Collected data
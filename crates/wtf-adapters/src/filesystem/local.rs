//! Local filesystem adapter using std::fs.

use std::io;
use std::path::Path;

use wtf_core::{
    application::ports::Filesystem,
    domain::Permissions,
    error::{ScaffoldError, ScaffoldResult},
};

/// Production filesystem implementation using `std::fs`.
#[derive(Debug, Clone, Copy)]
pub struct LocalFilesystem;

impl LocalFilesystem {
    /// Create a new local filesystem adapter.
    pub fn new() -> Self {
        Self
    }
}

impl Default for LocalFilesystem {
    fn default() -> Self {
        Self::new()
    }
}

impl Filesystem for LocalFilesystem {
    fn create_dir_all(&self, path: &Path) -> ScaffoldResult<()> {
        std::fs::create_dir_all(path).map_err(|e| map_io_error(path, e, "create directory"))
    }

    fn write_file(&self, path: &Path, content: &str) -> ScaffoldResult<()> {
        std::fs::write(path, content).map_err(|e| map_io_error(path, e, "write file"))
    }

    fn set_permissions(&self, path: &Path, permissions: Permissions) -> ScaffoldResult<()> {
        #[cfg(unix)]
        {
            use std::os::unix::fs::PermissionsExt;
            let perms = std::fs::Permissions::from_mode(permissions.mode());
            std::fs::set_permissions(path, perms)
                .map_err(|e| map_io_error(path, e, "set permissions"))?;
        }
        #[cfg(not(unix))]
        {
            // No mode bits; scripts are run through the interpreter.
            let _ = (path, permissions);
        }
        Ok(())
    }

    fn exists(&self, path: &Path) -> bool {
        path.exists()
    }

    fn is_dir(&self, path: &Path) -> bool {
        path.is_dir()
    }
}

fn map_io_error(path: &Path, e: io::Error, operation: &str) -> ScaffoldError {
    use wtf_core::application::ApplicationError;

    ApplicationError::FilesystemError {
        path: path.to_path_buf(),
        reason: format!("Failed to {}: {}", operation, e),
    }
    .into()
}
//! Terminal implementation of the [`Answerer`] port.

use std::io::{self, BufRead, IsTerminal, Write};

use wtf_core::{
    application::{ApplicationError, interpret_answer, ports::Answerer},
    error::ScaffoldResult,
};

/// Asks on the terminal; falls back to a plain line read when stdin is piped.
#[derive(Debug, Clone, Copy, Default)]
pub struct TerminalAnswerer;

impl Answerer for TerminalAnswerer {
    fn confirm(&self, prompt: &str) -> ScaffoldResult<bool> {
        let answer = if io::stdin().is_terminal() {
            ask_interactive(prompt)?
        } else {
            ask_line(prompt, &mut io::stdin().lock(), &mut io::stderr())?
        };
        Ok(interpret_answer(&answer))
    }
}

#[cfg(feature = "interactive")]
fn ask_interactive(prompt: &str) -> ScaffoldResult<String> {
    dialoguer::Input::<String>::new()
        .with_prompt(prompt)
        .allow_empty(true)
        .interact_text()
        .map_err(|e| prompt_failed(&e.to_string()))
}

#[cfg(not(feature = "interactive"))]
fn ask_interactive(prompt: &str) -> ScaffoldResult<String> {
    ask_line(prompt, &mut io::stdin().lock(), &mut io::stderr())
}

/// Write `prompt` to `output` and read one line. End of input counts as an
/// empty answer. Callers pass stderr; stdout is reserved for the report.
fn ask_line(
    prompt: &str,
    input: &mut impl BufRead,
    output: &mut impl Write,
) -> ScaffoldResult<String> {
    write!(output, "{prompt} ")
        .and_then(|()| output.flush())
        .map_err(|e| prompt_failed(&e.to_string()))?;

    let mut line = String::new();
    input
        .read_line(&mut line)
        .map_err(|e| prompt_failed(&e.to_string()))?;
    Ok(line)
}

fn prompt_failed(reason: &str) -> wtf_core::error::ScaffoldError {
    ApplicationError::PromptFailed {
        reason: reason.into(),
    }
    .into()
}
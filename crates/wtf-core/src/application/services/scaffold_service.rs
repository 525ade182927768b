//! Scaffold Service - main application orchestrator.
//!
//! Creates the fixed WTF project layout below a project directory:
//! 1. Project root, root marker and executable test runner
//! 2. Top-level directories and the default config
//! 3. The `tests/` package tree with its package markers
//! 4. The dependency manifest
//! 5. Example files, when requested
//!
//! Every step is idempotent. Existing template files are skipped unless the
//! caller asks for overwrites; example files are always overwritten.
//! Failures are fatal: nothing is retried or rolled back.

use std::path::Path;
use tracing::{debug, info, instrument};

use crate::{
    application::{
        ApplicationError,
        ports::{Filesystem, TemplateCatalog},
    },
    domain::{
        DomainValidator, EntryKind, ExampleFile, Outcome, ScaffoldEvent, ScaffoldReport,
        TemplateKind, WriteMode, layout,
    },
    error::ScaffoldResult,
};

/// Options for a single scaffold run.
#[derive(Debug, Clone, PartialEq, Eq)]
pub struct ScaffoldOptions {
    /// Write the example files (always overwriting).
    pub include_examples: bool,
    /// Overwrite template files that already exist.
    pub overwrite_templates: bool,
    /// Version pinned in `requirements.txt`.
    pub tool_version: String,
}

impl ScaffoldOptions {
    pub fn new(tool_version: impl Into<String>) -> Self {
        Self {
            include_examples: false,
            overwrite_templates: false,
            tool_version: tool_version.into(),
        }
    }

    pub fn with_examples(mut self, include: bool) -> Self {
        self.include_examples = include;
        self
    }

    pub fn overwrite_templates(mut self, overwrite: bool) -> Self {
        self.overwrite_templates = overwrite;
        self
    }
}
//! Dry-run filesystem: reads pass through, writes are only recorded.

use std::{
    collections::BTreeSet,
    path::{Path, PathBuf},
    sync::RwLock,
};

use tracing::debug;
use wtf_core::{
    application::{ApplicationError, ports::Filesystem},
    domain::Permissions,
    error::ScaffoldResult,
};

/// Wraps another filesystem and never mutates it.
///
/// Planned directories and files are remembered, so later existence checks
/// in the same run see them and a dry run reports exactly what a real run
/// would.
#[derive(Debug)]
pub struct DryRunFilesystem<F> {
    inner: F,
    planned: RwLock<Planned>,
}

#[derive(Debug, Default)]
struct Planned {
    directories: BTreeSet<PathBuf>,
    files: BTreeSet<PathBuf>,
}

impl<F: Filesystem> DryRunFilesystem<F> {
    pub fn new(inner: F) -> Self {
        Self {
            inner,
            planned: RwLock::new(Planned::default()),
        }
    }

    /// Directories that would have been created.
    pub fn planned_directories(&self) -> Vec<PathBuf> {
        self.planned
            .read()
            .map(|p| p.directories.iter().cloned().collect())
            .unwrap_or_default()
    }

    /// Files that would have been written.
    pub fn planned_files(&self) -> Vec<PathBuf> {
        self.planned
            .read()
            .map(|p| p.files.iter().cloned().collect())
            .unwrap_or_default()
    }
}

impl<F: Filesystem> Filesystem for DryRunFilesystem<F> {
    fn create_dir_all(&self, path: &Path) -> ScaffoldResult<()> {
        let mut planned = self
            .planned
            .write()
            .map_err(|_| ApplicationError::StoreLockError)?;

        for ancestor in path.ancestors() {
            if ancestor.as_os_str().is_empty() || self.inner.is_dir(ancestor) {
                break;
            }
            planned.directories.insert(ancestor.to_path_buf());
        }
        debug!(path = %path.display(), "Dry run: would create directory");
        Ok(())
    }

    fn write_file(&self, path: &Path, _content: &str) -> ScaffoldResult<()> {
        let mut planned = self
            .planned
            .write()
            .map_err(|_| ApplicationError::StoreLockError)?;
        planned.files.insert(path.to_path_buf());
        debug!(path = %path.display(), "Dry run: would write file");
        Ok(())
    }

    fn set_permissions(&self, path: &Path, permissions: Permissions) -> ScaffoldResult<()> {
        debug!(path = %path.display(), %permissions, "Dry run: would set permissions");
        Ok(())
    }

    fn exists(&self, path: &Path) -> bool {
        let planned = self
            .planned
            .read()
            .map(|p| p.directories.contains(path) || p.files.contains(path))
            .unwrap_or(false);
        planned || self.inner.exists(path)
    }

    fn is_dir(&self, path: &Path) -> bool {
        let planned = self
            .planned
            .read()
            .map(|p| p.directories.contains(path))
            .unwrap_or(false);
        planned || self.inner.is_dir(path)
    }
}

[TASK DIRECTIONS]
Please return all lines above in which the string "iter" is found.

[PROBLEM SOLUTION]
            .map(|p| p.directories.iter().cloned().collect())
            .map(|p| p.files.iter().cloned().collect())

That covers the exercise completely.